Nursing facilities should consider a Quality Assessment program, including an audit of charts to compare portable and non-portable x-rays and ultrasounds if both are done. Communication between the medical director and the ultrasound company should be initiated with periodic follow-up. Any history of discrepancies between portable and non-portable studies should be examined and, if present, prompt an evaluation of the qualifications and skills of the technicians and radiologists. An ideal solution would be to digitize and make available all portable x-rays and ultrasounds at a secure site on the Internet, where qualified personnel, including attending physicians, could have access to the actual films.

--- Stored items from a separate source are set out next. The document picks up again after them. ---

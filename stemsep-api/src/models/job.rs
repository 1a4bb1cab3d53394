//! Separation job state machine
//!
//! A job progresses Pending → Running → Succeeded | Failed. It is created when
//! the upload has been persisted and dropped once the response is sent.

use chrono::{DateTime, Utc};
use serde::{Deserialize, Serialize};
use std::path::{Path, PathBuf};
use uuid::Uuid;

/// Job lifecycle state
#[derive(Debug, Clone, Copy, PartialEq, Eq, Serialize, Deserialize)]
#[serde(rename_all = "UPPERCASE")]
pub enum JobStatus {
    /// Upload persisted, engine not started
    Pending,
    /// Engine running
    Running,
    /// Stems located
    Succeeded,
    /// Any fatal job error
    Failed,
}

/// State transition event
#[derive(Debug, Clone, Serialize, Deserialize)]
pub struct StateTransition {
    pub session_id: Uuid,
    pub old_state: JobStatus,
    pub new_state: JobStatus,
    pub transitioned_at: DateTime<Utc>,
}

/// One produced stem file
#[derive(Debug, Clone, PartialEq, Eq, Serialize, Deserialize)]
pub struct StemResult {
    /// Stem name: file name without extension (e.g. "vocals")
    pub name: String,
    /// Location on disk, always under the job's output directory
    pub path: PathBuf,
    /// Retrieval URL: `/output/{session_id}/{model}/{result_dir}/{file}`,
    /// each segment percent-encoded
    pub url: String,
}

/// One separation request
#[derive(Debug, Clone, Serialize, Deserialize)]
pub struct Job {
    /// Unique token; namespaces both the input file and the output directory
    pub session_id: Uuid,

    /// Uploaded file name, reduced to its final path component
    pub filename: String,

    /// Separation model identifier
    pub model: String,

    /// Transient upload: `<upload_root>/<session_id>_<filename>`
    pub input_path: PathBuf,

    /// Persistent output: `<output_root>/<session_id>`
    pub output_dir: PathBuf,

    /// Current lifecycle state
    pub status: JobStatus,

    /// Located stems (empty until Succeeded)
    pub stems: Vec<StemResult>,

    pub created_at: DateTime<Utc>,

    /// Set on entering Succeeded or Failed
    pub ended_at: Option<DateTime<Utc>>,
}

impl Job {
    /// Create a pending job
    pub fn new(
        session_id: Uuid,
        filename: String,
        model: String,
        input_path: PathBuf,
        output_dir: PathBuf,
    ) -> Self {
        Self {
            session_id,
            filename,
            model,
            input_path,
            output_dir,
            status: JobStatus::Pending,
            stems: Vec::new(),
            created_at: Utc::now(),
            ended_at: None,
        }
    }

    /// Transition to new state
    pub fn transition_to(&mut self, new_state: JobStatus) -> StateTransition {
        let transition = StateTransition {
            session_id: self.session_id,
            old_state: self.status,
            new_state,
            transitioned_at: Utc::now(),
        };
        self.status = new_state;

        if self.is_terminal() {
            self.ended_at = Some(transition.transitioned_at);
        }

        tracing::debug!(
            session_id = %self.session_id,
            from = ?transition.old_state,
            to = ?transition.new_state,
            "Job state transition"
        );

        transition
    }

    /// Check if job is terminal (finished)
    pub fn is_terminal(&self) -> bool {
        matches!(self.status, JobStatus::Succeeded | JobStatus::Failed)
    }

    /// Directory the engine writes model results into: `<output_dir>/<model>`
    pub fn model_dir(&self) -> PathBuf {
        self.output_dir.join(&self.model)
    }

    /// Result directory names to look for, most likely first
    ///
    /// The engine names its result directory after the file it was given
    /// (`<session_id>_<filename>` minus extension); some engine builds use the
    /// original upload name instead.
    pub fn result_name_candidates(&self) -> Vec<String> {
        let mut candidates = Vec::with_capacity(2);
        for path in [self.input_path.as_path(), Path::new(&self.filename)] {
            if let Some(stem) = path.file_stem().map(|s| s.to_string_lossy().to_string()) {
                if !stem.is_empty() && !candidates.contains(&stem) {
                    candidates.push(stem);
                }
            }
        }
        candidates
    }
}
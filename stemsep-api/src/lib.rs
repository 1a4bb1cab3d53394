//! stemsep-api library interface
//!
//! Exposes the service components and router for integration testing.

pub mod api;
pub mod config;
pub mod error;
pub mod models;
pub mod services;

pub use crate::error::{ApiError, ApiResult, JobError};

use axum::extract::DefaultBodyLimit;
use axum::Router;
use chrono::{DateTime, Utc};
use std::path::PathBuf;
use std::sync::Arc;
use tokio::sync::RwLock;
use tower_http::cors::CorsLayer;
use tower_http::services::ServeDir;
use tower_http::trace::TraceLayer;

use crate::services::SeparationService;

/// Default upload size limit (512 MiB)
pub const DEFAULT_MAX_UPLOAD_BYTES: usize = 512 * 1024 * 1024;

/// Application state shared across handlers
#[derive(Clone)]
pub struct AppState {
    /// Job runner
    pub service: Arc<SeparationService>,
    /// Model used when a request selects none
    pub default_model: String,
    /// Root served under `/output`
    pub output_root: PathBuf,
    /// Request body limit for `POST /separate`
    pub max_upload_bytes: usize,
    /// Service startup timestamp for uptime tracking
    pub startup_time: DateTime<Utc>,
    /// Last job failure for diagnostic purposes
    pub last_error: Arc<RwLock<Option<String>>>,
}

impl AppState {
    pub fn new(service: SeparationService, default_model: impl Into<String>) -> Self {
        let output_root = service.sessions().output_root().to_path_buf();
        Self {
            service: Arc::new(service),
            default_model: default_model.into(),
            output_root,
            max_upload_bytes: DEFAULT_MAX_UPLOAD_BYTES,
            startup_time: Utc::now(),
            last_error: Arc::new(RwLock::new(None)),
        }
    }

    pub fn with_max_upload_bytes(mut self, limit: usize) -> Self {
        self.max_upload_bytes = limit;
        self
    }
}

/// Build application router
pub fn build_router(state: AppState) -> Router {
    let output = ServeDir::new(&state.output_root);
    let body_limit = state.max_upload_bytes;

    Router::new()
        .merge(api::health_routes())
        .merge(api::separate_routes())
        .nest_service("/output", output)
        .layer(DefaultBodyLimit::max(body_limit))
        .layer(CorsLayer::permissive())
        .layer(TraceLayer::new_for_http())
        .with_state(state)
}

With more acutely ill patients being transferred to a SNF, and the increasing use of low-molecular-weight heparin products in facilities for treatments of acute DVT, the reliability and accuracy of portable Doppler ultrasound studies becomes more critical in preventing medical errors and unnecessary morbidities and mortality. Since attending physicians in SNFs seldom have a choice of provider for in-house radiological studies, and have little information with which to gauge their reliability, a patient’s plan of care may be dependant on the accuracy of a service over which they have little control. Interdisciplinary team members must carefully evaluate the results of tests ordered and carefully consider risk-benefit before beginning therapy. In cases where the diagnosis is in doubt or the risk of anticoagulation is very high, it may be appropriate to order a confirmatory evaluation with a non-mobile unit.
Medical directors should consider implementation of a Quality Assessment program or audit of studies performed by mobile providers.
The authors report no relevant financial relationships.